Başarılı mezunlardan oluşan bir grup, yaşlı Üniversite hocalarını ziyaret etmek için bir araya geldi. Kısa süre sonra konuları iş ve hayatın baskısından şikayet etmeye döndü. Öğretmen mutfağa gitti ve misafirlere büyük bir kahve demliği ve çeşitli kahve fincanları getirdi: seramik, plastik ve cam. Kahve fincanlarından bazıları sıradan görünümlüydü, diğerleri ise pahalı ve narindi. Öğretmen öğrencilerden sıcak kahveyi kendi başlarına getirmelerini istedi.

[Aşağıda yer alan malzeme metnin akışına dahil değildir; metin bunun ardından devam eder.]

use dirz_core::codec;
use dirz_core::walk::list_files;
use dirz_core::{
    compress_directory, decompress_archive, read_archive, verify_against_source, verify_archive,
    write_archive, ArchiveError, FileRecord,
};
use std::fs;
use std::path::{Path, PathBuf};

fn sample_tree(root: &Path) -> PathBuf {
    let src = root.join("bbout");
    fs::create_dir_all(src.join("traces/deep")).unwrap();
    fs::write(src.join("summary.json"), "{\"passed\":3}").unwrap();
    fs::write(src.join("traces/t1.log"), "trace one\n".repeat(20)).unwrap();
    fs::write(src.join("traces/deep/t2.bin"), [0u8, 159, 146, 150, 255]).unwrap();
    src
}

fn record_for(data: &[u8], claimed: &[u8]) -> FileRecord {
    let z = codec::gzip(data, 9).unwrap();
    FileRecord {
        content: codec::encode_text(&z),
        original_hash: codec::sha256_hex(claimed),
        original_size: claimed.len() as u64,
        compressed_size: z.len() as u64,
    }
}

#[test]
fn fresh_archive_verifies_against_source() {
    let td = tempfile::tempdir().unwrap();
    let src = sample_tree(td.path());
    let archive = compress_directory(&src, &td.path().join("out")).unwrap();
    let report = verify_against_source(&archive, &src).unwrap();
    assert_eq!(report.files_checked, 3);
}

#[test]
fn modified_source_is_integrity_error() {
    let td = tempfile::tempdir().unwrap();
    let src = sample_tree(td.path());
    let archive = compress_directory(&src, &td.path().join("out")).unwrap();
    fs::write(src.join("traces/t1.log"), "tampered").unwrap();
    let err = verify_against_source(&archive, &src).unwrap_err();
    assert!(matches!(err, ArchiveError::Integrity(ref k) if k == "traces/t1.log"), "{err:?}");
}

#[test]
fn added_source_file_is_count_mismatch() {
    let td = tempfile::tempdir().unwrap();
    let src = sample_tree(td.path());
    let archive = compress_directory(&src, &td.path().join("out")).unwrap();
    fs::write(src.join("late.txt"), "late").unwrap();
    let err = verify_against_source(&archive, &src).unwrap_err();
    assert!(
        matches!(err, ArchiveError::CountMismatch { archived: 3, expected: 4 }),
        "{err:?}"
    );
}

#[test]
fn renamed_key_is_missing_file() {
    let td = tempfile::tempdir().unwrap();
    let src = sample_tree(td.path());
    let archive = compress_directory(&src, &td.path().join("out")).unwrap();

    let mut mf = read_archive(&archive).unwrap();
    let rec = mf.files.remove("summary.json").unwrap();
    mf.files.insert("renamed.json".into(), rec);
    write_archive(&mf, &archive).unwrap();

    let err = verify_against_source(&archive, &src).unwrap_err();
    assert!(matches!(err, ArchiveError::MissingFile(ref k) if k == "summary.json"), "{err:?}");
}

#[test]
fn corrupted_payload_is_decompression_error() {
    let td = tempfile::tempdir().unwrap();
    let src = sample_tree(td.path());
    let archive = compress_directory(&src, &td.path().join("out")).unwrap();

    let mut mf = read_archive(&archive).unwrap();
    let original = fs::read(src.join("summary.json")).unwrap();
    let bad = record_for(b"not the summary", &original);
    mf.files.insert("summary.json".into(), bad);
    write_archive(&mf, &archive).unwrap();

    let files = list_files(&src).unwrap();
    let err = verify_archive(&archive, &files, &src).unwrap_err();
    assert!(matches!(err, ArchiveError::Decompression(ref k) if k == "summary.json"), "{err:?}");
}

#[test]
fn restore_rejects_record_that_does_not_match_its_hash() {
    let td = tempfile::tempdir().unwrap();
    let src = sample_tree(td.path());
    let archive = compress_directory(&src, &td.path().join("out")).unwrap();

    let mut mf = read_archive(&archive).unwrap();
    // Sorts after every real key, so the genuine files are restored first.
    mf.files.insert("zz_liar.txt".into(), record_for(b"actual", b"claimed"));
    write_archive(&mf, &archive).unwrap();

    let out = td.path().join("restored");
    let err = dirz_core::decompress_archive_with(
        &archive,
        &out,
        &dirz_core::RestoreOptions { jobs: 1, progress: None },
    )
    .unwrap_err();
    assert!(matches!(err, ArchiveError::Decompression(ref k) if k == "zz_liar.txt"), "{err:?}");
    // No rollback: earlier files remain.
    assert_eq!(fs::read_to_string(out.join("summary.json")).unwrap(), "{\"passed\":3}");
}

#[test]
fn restore_rejects_non_gzip_payload() {
    let td = tempfile::tempdir().unwrap();
    let src = sample_tree(td.path());
    let archive = compress_directory(&src, &td.path().join("out")).unwrap();
    let mut mf = read_archive(&archive).unwrap();
    mf.files.get_mut("summary.json").unwrap().content = codec::encode_text(b"plain bytes");
    write_archive(&mf, &archive).unwrap();

    let err = decompress_archive(&archive, &td.path().join("r")).unwrap_err();
    assert!(matches!(err, ArchiveError::Decompression(_)), "{err:?}");
}

#[test]
fn non_base64_payload_is_decompression_error_in_verify_and_restore() {
    let td = tempfile::tempdir().unwrap();
    let src = sample_tree(td.path());
    let archive = compress_directory(&src, &td.path().join("out")).unwrap();
    let mut mf = read_archive(&archive).unwrap();
    mf.files.get_mut("summary.json").unwrap().content = "%%% not base64 %%%".into();
    write_archive(&mf, &archive).unwrap();

    let err = verify_against_source(&archive, &src).unwrap_err();
    assert!(matches!(err, ArchiveError::Decompression(ref k) if k == "summary.json"), "{err:?}");

    let err = decompress_archive(&archive, &td.path().join("r")).unwrap_err();
    assert!(matches!(err, ArchiveError::Decompression(ref k) if k == "summary.json"), "{err:?}");
}

#[test]
fn restore_rejects_traversal_before_writing_anything() {
    let td = tempfile::tempdir().unwrap();
    let src = sample_tree(td.path());
    let archive = compress_directory(&src, &td.path().join("out")).unwrap();
    let mut mf = read_archive(&archive).unwrap();
    mf.files.insert("../escape.txt".into(), record_for(b"x", b"x"));
    write_archive(&mf, &archive).unwrap();

    let out = td.path().join("restored");
    let err = decompress_archive(&archive, &out).unwrap_err();
    assert!(matches!(err, ArchiveError::UnsafePath(_)), "{err:?}");
    assert!(!td.path().join("escape.txt").exists());
    assert!(!out.join("summary.json").exists());
}

#[test]
fn missing_archive_is_not_found() {
    let td = tempfile::tempdir().unwrap();
    let err = decompress_archive(&td.path().join("nope.gz"), &td.path().join("o")).unwrap_err();
    assert!(matches!(err, ArchiveError::NotFound(_)), "{err:?}");
}

#[test]
fn restoring_twice_yields_identical_trees() {
    let td = tempfile::tempdir().unwrap();
    let src = sample_tree(td.path());
    let archive = compress_directory(&src, &td.path().join("out")).unwrap();
    let a = decompress_archive(&archive, &td.path().join("one")).unwrap();
    let b = decompress_archive(&archive, &td.path().join("two")).unwrap();

    let fa = list_files(&a).unwrap();
    let fb = list_files(&b).unwrap();
    assert_eq!(fa.len(), fb.len());
    for (x, y) in fa.iter().zip(&fb) {
        assert_eq!(x.strip_prefix(&a).unwrap(), y.strip_prefix(&b).unwrap());
        assert_eq!(fs::read(x).unwrap(), fs::read(y).unwrap());
    }
    // The archive itself is untouched by restores.
    assert!(verify_against_source(&archive, &src).is_ok());
}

Tüm öğrenciler birer fincan kahve aldığında, öğretmen şöyle dedi: "Bütün güzel ve pahalı kahve fincanlarının alındığını ve geri kalanların ucuz ve sıradan olduğunu fark edebilirsiniz. Evet, bu normal. Hepiniz kendiniz için en iyisini elde etmek istiyorsunuz, ancak sorunların ve stresin kaynağı bu. Aslında istediğiniz şey kahve, kahve fincanları değil, ancak bilinçli olarak daha iyi kahve fincanları almaya gidiyorsunuz ve birbirinizin kahve fincanlarına göz kulak oluyorsunuz.

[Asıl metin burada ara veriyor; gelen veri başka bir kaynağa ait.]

//! TCP transport speaking newline-delimited JSON frames.
//!
//! Each line is one JSON object tagged by `type`:
//!
//! ```text
//! {"type":"join","tripId":"trip-42"}
//! {"type":"leave","tripId":"trip-42"}
//! {"type":"location","tripId":"trip-42","payload":{"lat":53.6,"lng":9.9,...}}
//! ```
//!
//! Inbound `location` frames become [`InboundMessage::PeerLocation`];
//! unparseable lines are logged and skipped so one bad frame cannot kill a
//! live connection.

use serde::{Deserialize, Serialize};
use tokio::io::{AsyncBufReadExt, AsyncWriteExt, BufReader, Lines};
use tokio::net::tcp::{OwnedReadHalf, OwnedWriteHalf};
use tokio::net::TcpStream;
use tracing::{debug, warn};

use super::state::LocationUpdate;
use super::transport::{InboundMessage, TransportError, TripConnection, TripTransport};

/// Wire frame exchanged with the tracking service.
#[derive(Debug, Clone, PartialEq, Serialize, Deserialize)]
#[serde(tag = "type", rename_all = "lowercase")]
enum Frame {
    #[serde(rename_all = "camelCase")]
    Join { trip_id: String },

    #[serde(rename_all = "camelCase")]
    Leave { trip_id: String },

    #[serde(rename_all = "camelCase")]
    Location {
        trip_id: String,
        payload: LocationUpdate,
    },
}

/// Transport connecting to a tracking service over TCP.
#[derive(Debug, Clone)]
pub struct TcpTransport {
    addr: String,
}

impl TcpTransport {
    /// Create a transport for `addr` (e.g. `"tracker.example.com:7300"`).
    pub fn new(addr: impl Into<String>) -> Self {
        Self { addr: addr.into() }
    }

    /// The configured service address.
    pub fn addr(&self) -> &str {
        &self.addr
    }
}

impl TripTransport for TcpTransport {
    type Conn = TcpConnection;

    async fn connect(&self) -> Result<TcpConnection, TransportError> {
        let stream = TcpStream::connect(&self.addr)
            .await
            .map_err(|e| TransportError::ConnectFailed(e.to_string()))?;
        debug!(addr = %self.addr, "Tracking transport connected");

        let (read_half, write_half) = stream.into_split();
        Ok(TcpConnection {
            reader: BufReader::new(read_half).lines(),
            writer: write_half,
        })
    }
}

/// One live TCP connection.
pub struct TcpConnection {
    reader: Lines<BufReader<OwnedReadHalf>>,
    writer: OwnedWriteHalf,
}

impl TcpConnection {
    async fn write_frame(&mut self, frame: &Frame) -> Result<(), TransportError> {
        let mut line = serde_json::to_string(frame)
            .map_err(|e| TransportError::SendFailed(e.to_string()))?;
        line.push('\n');
        self.writer
            .write_all(line.as_bytes())
            .await
            .map_err(|e| TransportError::SendFailed(e.to_string()))
    }
}

impl TripConnection for TcpConnection {
    async fn join(&mut self, trip_id: &str) -> Result<(), TransportError> {
        self.write_frame(&Frame::Join {
            trip_id: trip_id.to_string(),
        })
        .await
    }

    async fn leave(&mut self, trip_id: &str) -> Result<(), TransportError> {
        self.write_frame(&Frame::Leave {
            trip_id: trip_id.to_string(),
        })
        .await
    }

    async fn send_location(
        &mut self,
        trip_id: &str,
        update: &LocationUpdate,
    ) -> Result<(), TransportError> {
        self.write_frame(&Frame::Location {
            trip_id: trip_id.to_string(),
            payload: update.clone(),
        })
        .await
    }

    async fn recv(&mut self) -> Result<InboundMessage, TransportError> {
        loop {
            let line = self
                .reader
                .next_line()
                .await
                .map_err(|e| TransportError::RecvFailed(e.to_string()))?
                .ok_or(TransportError::ConnectionClosed)?;

            if line.trim().is_empty() {
                continue;
            }

            match serde_json::from_str::<Frame>(&line) {
                Ok(Frame::Location { trip_id, payload }) => {
                    return Ok(InboundMessage::PeerLocation {
                        trip_id,
                        update: payload,
                    });
                }
                Ok(other) => {
                    // Membership acks are not interesting to the supervisor.
                    debug!(frame = ?other, "Ignoring non-location inbound frame");
                }
                Err(e) => {
                    let preview: String = line.chars().take(80).collect();
                    warn!(error = %e, preview = %preview, "Skipping malformed frame");
                }
            }
        }
    }
}

#[cfg(test)]
mod tests {
    use super::*;
    use tokio::net::TcpListener;

    #[test]
    fn frame_serialization_shapes() {
        let frame = Frame::Join {
            trip_id: "trip-42".to_string(),
        };
        let json = serde_json::to_value(&frame).unwrap();
        assert_eq!(json["type"], "join");
        assert_eq!(json["tripId"], "trip-42");

        let frame = Frame::Location {
            trip_id: "trip-42".to_string(),
            payload: LocationUpdate {
                lat: 53.63,
                lng: 9.99,
                bearing: 90.0,
                speed: 10.0,
                driver_name: None,
                updated_at: None,
            },
        };
        let json = serde_json::to_value(&frame).unwrap();
        assert_eq!(json["type"], "location");
        assert_eq!(json["payload"]["lat"], 53.63);
    }

    #[test]
    fn frame_deserializes_from_wire_shape() {
        let json = r#"{"type":"location","tripId":"t1","payload":{"lat":1.0,"lng":2.0,"bearing":0.0,"speed":0.0}}"#;
        let frame: Frame = serde_json::from_str(json).unwrap();
        match frame {
            Frame::Location { trip_id, payload } => {
                assert_eq!(trip_id, "t1");
                assert_eq!(payload.lat, 1.0);
                assert_eq!(payload.lng, 2.0);
            }
            other => panic!("expected location frame, got {other:?}"),
        }
    }

    #[tokio::test]
    async fn loopback_join_and_receive() {
        let listener = TcpListener::bind("127.0.0.1:0").await.unwrap();
        let addr = listener.local_addr().unwrap();

        let server = tokio::spawn(async move {
            let (stream, _) = listener.accept().await.unwrap();
            let (read_half, mut write_half) = stream.into_split();
            let mut lines = BufReader::new(read_half).lines();

            // Expect the join frame
            let line = lines.next_line().await.unwrap().unwrap();
            let frame: Frame = serde_json::from_str(&line).unwrap();
            assert!(matches!(frame, Frame::Join { .. }));

            // Then a garbage line (must be skipped) and a location broadcast
            write_half.write_all(b"not json\n").await.unwrap();
            let broadcast = r#"{"type":"location","tripId":"t1","payload":{"lat":53.0,"lng":10.0,"bearing":0.0,"speed":5.0}}"#;
            write_half
                .write_all(format!("{broadcast}\n").as_bytes())
                .await
                .unwrap();
        });

        let transport = TcpTransport::new(addr.to_string());
        let mut conn = transport.connect().await.unwrap();
        conn.join("t1").await.unwrap();

        let message = conn.recv().await.unwrap();
        match message {
            InboundMessage::PeerLocation { trip_id, update } => {
                assert_eq!(trip_id, "t1");
                assert_eq!(update.lat, 53.0);
            }
        }

        server.await.unwrap();
    }

    #[tokio::test]
    async fn recv_reports_closed_connection() {
        let listener = TcpListener::bind("127.0.0.1:0").await.unwrap();
        let addr = listener.local_addr().unwrap();

        let server = tokio::spawn(async move {
            let (stream, _) = listener.accept().await.unwrap();
            drop(stream);
        });

        let transport = TcpTransport::new(addr.to_string());
        let mut conn = transport.connect().await.unwrap();
        let result = conn.recv().await;
        assert!(matches!(result, Err(TransportError::ConnectionClosed)));

        server.await.unwrap();
    }
}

Öğretmen durakladı ve devam etti. "Şimdi, eğer hayatı kahveye benzetirsek, iş, para ve sosyal statü kahve fincanlarıdır. Bunlar sadece hayat için araçlardır ve hayat kalitesi onlarla birlikte değişmez. Bazen, tüm kalbimizle tadını çıkarmak yerine sadece kahve fincanına odaklanırız.
Fincanın yolunuza çıkmasına izin vermeyin. Kahvenin tadını çıkarmayı öğrenin.